Entity Disambiguation: How Google Figures Out Which “Apple” You Mean

Search for “John Williams” and Google has a problem. There’s the composer who scored Star Wars. There’s a professional wrestler. There’s a venture capitalist. Same name, three different people, plus an unknown number of less famous John Williamses.

Search for “Python” and the problem repeats. The programming language, the snake, the Monty Python comedy troupe. Search for “Mercury” and you could mean the planet, the element, the car brand, or the musician. Search for “Apple” and you could mean the company or the fruit.

This is the entity disambiguation problem, and solving it is core to how modern search works. Google has to figure out which specific entity you mean, and which specific entity each page is about, before it can match the two. This isn’t new, and it isn’t speculative. Google has held patents on it for years, and a major change to the Knowledge Graph in 2025 shows they’re investing in it harder than ever.

Named Entities Are Most of Search

A named entity is a thing with a proper name. A person, a place, a company, a product, an organization. Not “coffee shop” but “Starbucks.” Not “president” but “George Washington.”

These aren’t an edge case. According to Microsoft research cited in Google’s own patent work, 20 to 30% of queries submitted to search engines are themselves named entities, and around 71% of queries contain a named entity. Most of what people search for involves a specific person, place, or thing, not a generic concept.

That makes disambiguation essential. If most queries involve named entities, and many of those names are shared by multiple entities, then a search engine that can’t tell the entities apart is matching strings, not meaning. Google moved past string matching a long time ago.

What the Patent Actually Describes

The foundational patent is US9135238B2, “Disambiguation of named entities,” filed by Google in June 2006 and granted in September 2015. The inventors, Razvan Bunescu and Marius Pasca, also published an academic paper on the same approach in 2006, so we have a clear picture of the thinking.

The patent describes disambiguating named entities using a knowledge base of articles about those entities. At the time, the knowledge base was Wikipedia, referred to in the patent as an “exemplary knowledge base.” Today the equivalent is Google’s Knowledge Graph, supplemented by Wikidata and Wikipedia.

The system builds a disambiguation scoring model from several features of that knowledge base:

  • Article titles that identify specific entities
  • Redirect pages that map aliases to a canonical entity (Mark Twain redirects to Samuel Clemens)
  • Disambiguation pages that list the different senses of an ambiguous name
  • Hyperlinks between articles, which establish context and relationships
  • Categories assigned to each entity

When a query contains an entity name, the system uses the scoring model to identify which article, and therefore which specific entity, the name most likely refers to, based on the other context present. It can then group or organize results by the correct sense of the name.

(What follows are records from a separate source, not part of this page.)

use liftlog_core::commands::exercises;
use liftlog_core::commands::templates::{self, TemplateDraft};
use liftlog_core::service::{Exercise, Template, User};

use super::{confirm, print_catalog, print_help};
use crate::app::{today, Route};
use crate::context::AppContext;
use crate::input::{parse_position, split_command, Input};

const COMMANDS: &[(&str, &str)] = &[
    ("new", "create a template"),
    ("edit <n>", "edit template n"),
    ("delete <n>", "delete template n"),
    ("start <n>", "start today's workout from template n"),
];

const DRAFT_COMMANDS: &[(&str, &str)] = &[
    ("name <text>", "set the template name"),
    ("catalog", "list exercises"),
    ("add <n>", "add catalog exercise n"),
    ("new <name>", "create an exercise and add it"),
    ("rm <n>", "remove exercise n from the template"),
    ("save", "save the template"),
    ("cancel", "discard changes"),
];

pub async fn run(ctx: &AppContext, input: &mut Input, user: &User) -> anyhow::Result<Route> {
    let mut list = load(ctx, user).await;
    render(&list);

    loop {
        let Some(line) = input.prompt("templates").await? else {
            return Ok(Route::Quit);
        };
        if let Some(route) = Route::parse(&line) {
            return Ok(route);
        }

        let (verb, rest) = split_command(&line);
        let picked = parse_position(rest).and_then(|i| list.get(i)).cloned();
        match (verb, picked) {
            ("", _) => render(&list),
            ("new", _) => {
                if edit(ctx, input, user, TemplateDraft::new(), None).await? {
                    list = load(ctx, user).await;
                    render(&list);
                }
            }
            ("edit", Some(template)) => {
                let draft = TemplateDraft::from_template(&template);
                if edit(ctx, input, user, draft, Some(&template.id)).await? {
                    list = load(ctx, user).await;
                    render(&list);
                }
            }
            ("delete", Some(template)) => {
                if confirm(input, &format!("Delete template {}?", template.name)).await?
                    && ctx
                        .ok(templates::delete(ctx.service.as_ref(), &template.id).await)
                        .is_some()
                {
                    ctx.success("Template deleted");
                    list.retain(|t| t.id != template.id);
                    render(&list);
                }
            }
            ("start", Some(template)) => {
                let date = today();
                let started = ctx.ok(
                    templates::start_workout(ctx.service.as_ref(), &user.id, &template, date).await,
                );
                if started.is_some() {
                    ctx.success(format!("Workout \"{}\" started!", template.name));
                    return Ok(Route::Workout(date));
                }
            }
            ("edit" | "delete" | "start", None) => println!("  No template {}", rest),
            _ => print_help(COMMANDS),
        }
    }
}

/// Edit `draft` until it is saved or abandoned. Returns whether it was saved.
async fn edit(
    ctx: &AppContext,
    input: &mut Input,
    user: &User,
    mut draft: TemplateDraft,
    editing: Option<&str>,
) -> anyhow::Result<bool> {
    let mut catalog = ctx
        .ok(exercises::list(ctx.service.as_ref(), &user.id).await)
        .unwrap_or_default();
    render_draft(&draft);

    loop {
        let Some(line) = input.prompt("template").await? else {
            return Ok(false);
        };
        let (verb, rest) = split_command(&line);
        match verb {
            "" => render_draft(&draft),
            "name" => {
                draft.name = rest.to_string();
                render_draft(&draft);
            }
            "catalog" => print_catalog(&catalog),
            "add" => match parse_position(rest).and_then(|i| catalog.get(i)) {
                Some(exercise) => add(ctx, &mut draft, exercise),
                None => println!("  Pick a number from `catalog`"),
            },
            "new" => {
                let created =
                    ctx.ok(exercises::create(ctx.service.as_ref(), &user.id, &catalog, rest).await);
                if let Some(exercise) = created {
                    ctx.success(format!("{} created", exercise.name));
                    add(ctx, &mut draft, &exercise);
                    catalog.push(exercise);
                }
            }
            "rm" => {
                let id = parse_position(rest)
                    .and_then(|i| draft.exercises.get(i))
                    .map(|e| e.exercise_id.clone());
                match id {
                    Some(id) => {
                        draft.remove_exercise(&id);
                        render_draft(&draft);
                    }
                    None => println!("  No exercise {} in this template", rest),
                }
            }
            "save" => {
                let saved = ctx.ok(
                    templates::save(ctx.service.as_ref(), &user.id, &draft, editing).await,
                );
                if saved.is_some() {
                    ctx.success(if editing.is_some() {
                        "Template updated"
                    } else {
                        "Template created"
                    });
                    return Ok(true);
                }
            }
            "cancel" => return Ok(false),
            _ => print_help(DRAFT_COMMANDS),
        }
    }
}

fn add(ctx: &AppContext, draft: &mut TemplateDraft, exercise: &Exercise) {
    if ctx.ok(draft.add_exercise(exercise)).is_some() {
        render_draft(draft);
    }
}

async fn load(ctx: &AppContext, user: &User) -> Vec<Template> {
    ctx.ok(templates::list(ctx.service.as_ref(), &user.id).await)
        .unwrap_or_default()
}

fn render(list: &[Template]) {
    println!();
    println!("Templates");
    if list.is_empty() {
        println!("  No templates yet. `new` creates one.");
    }
    for (i, template) in list.iter().enumerate() {
        let names: Vec<&str> = template
            .exercises
            .iter()
            .map(|e| e.exercise_name.as_str())
            .collect();
        println!("  {:>2}. {}: {}", i + 1, template.name, names.join(", "));
    }
}

fn render_draft(draft: &TemplateDraft) {
    let name = if draft.name.trim().is_empty() {
        "(unnamed)"
    } else {
        draft.name.as_str()
    };
    println!("  Template {}", name);
    for (i, exercise) in draft.exercises.iter().enumerate() {
        println!("    {}. {}", i + 1, exercise.exercise_name);
    }
}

The key insight is that an entity’s identity is established by its context. How it’s linked, what it’s linked to, what categories it belongs to, and what other entities appear alongside it.

Two Directions of the Same Problem

A later Google patent on entity metrics draws a useful distinction between two related problems.

Differentiation is the many-to-one case. Multiple names refer to a single entity. “George Washington,” “Geo. Washington,” “the first U.S. president,” and “General Washington” all point to the same person. Google needs to recognize that these different strings resolve to one entity.

Disambiguation is the one-to-many case. A single name refers to multiple possible entities. “Georgia” could be the U.S. state or the country. “New York” could be the city or the state. “John Williams” could be any of several people. Google needs to recognize which specific entity is meant in a given context.

Both problems are solved the same way: through context and through connection to a knowledge base where each entity has a unique identity. In the Knowledge Graph, that unique identity is an entity ID. In Wikidata, it’s a Q-number (the entity for Portugal is Q45, machine learning is Q2539). These identifiers let Google reference a specific entity unambiguously, even when the human-readable name is shared by many things.

How Google Tells Entities Apart

A 2017 Google patent on knowledge-based entity detection describes tagging entities in web pages with unique identifiers that unambiguously identify them, and attaching a confidence score to each disambiguation. The signals that drive that confidence come down to context, and the strongest contextual signal is the other entities present.

A page that mentions Apple alongside iPhone, Tim Cook, and Cupertino is clearly about the company. A page that mentions apple alongside orchard, harvest, and pie is clearly about the fruit. Neither page has to state which one it means. The co-occurring entities resolve the ambiguity.

This is the practical core of disambiguation. Google identifies the candidate entities a name could refer to, then uses the surrounding context to score which candidate is most likely, then assigns the page to that entity. The more clearly your context points to one specific entity, the higher the confidence and the less room for Google to guess wrong.

Why This Matters More Now

Entity disambiguation has long been part of how Google works, but the company has recently made it a visible priority.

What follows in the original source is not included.